Mainland companies are keen to use Hong Kong’s open environment to bring in foreign goods and technologies to better develop and serve the mainland market. “Going global” can also help mainland companies find foreign partners to expand their mainland business, better integrate into the national development blueprint, and better bring into play the crucial role of domestic and international dual circulation.

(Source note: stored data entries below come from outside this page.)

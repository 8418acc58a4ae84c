//! Half-open validity periods

use super::{Timestamp, TIMESTAMP_INFINITY};
use crate::{IndexError, Result};
use serde::{Deserialize, Serialize};
use std::fmt;

/// Validity period `[lower, upper)`; `upper == TIMESTAMP_INFINITY` means open-ended
#[derive(Debug, Clone, Copy, PartialEq, Eq, Hash, Serialize, Deserialize)]
pub struct Period {
    lower: Timestamp,
    upper: Timestamp,
}

impl Period {
    /// Create a period, rejecting empty or inverted intervals
    pub fn new(lower: Timestamp, upper: Timestamp) -> Result<Self> {
        if lower >= upper {
            return Err(IndexError::InvalidPeriod { from: lower, to: upper });
        }
        Ok(Self { lower, upper })
    }

    /// `[lower, +∞)`
    pub fn open_ended(lower: Timestamp) -> Self {
        Self { lower, upper: TIMESTAMP_INFINITY }
    }

    /// `[0, +∞)`
    pub fn eternal() -> Self {
        Self::open_ended(0)
    }

    pub fn lower(&self) -> Timestamp {
        self.lower
    }

    pub fn upper(&self) -> Timestamp {
        self.upper
    }

    pub fn contains(&self, timestamp: Timestamp) -> bool {
        self.lower <= timestamp && timestamp < self.upper
    }

    pub fn is_open_ended(&self) -> bool {
        self.upper == TIMESTAMP_INFINITY
    }

    /// Close an open-ended period at `upper`
    pub fn with_upper(&self, upper: Timestamp) -> Result<Self> {
        Self::new(self.lower, upper)
    }
}

impl fmt::Display for Period {
    fn fmt(&self, f: &mut fmt::Formatter) -> fmt::Result {
        if self.is_open_ended() {
            write!(f, "[{}, +inf)", self.lower)
        } else {
            write!(f, "[{}, {})", self.lower, self.upper)
        }
    }
}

[1] On 18 October 2023, Chinese President Xi Jinping delivered a keynote speech entitled “Building An Open, Inclusive and Interconnected World for Common Development” at the Third Belt and Road Forum for International Co-operation. In this speech, he announced eight major initiatives China will take to support the joint pursuit of high‑quality BRI co‑operation. The eight initiatives include building a multidimensional BRI connectivity network, supporting an open world economy, carrying out practical co‑operation, promoting green development, advancing scientific and technological innovation, supporting people‑to‑people exchanges, promoting integrity‑based BRI co‑operation, and strengthening institutional building for international BRI co‑operation. (For further details, see President Xi Announces Raft of Eight New BRI Initiatives.)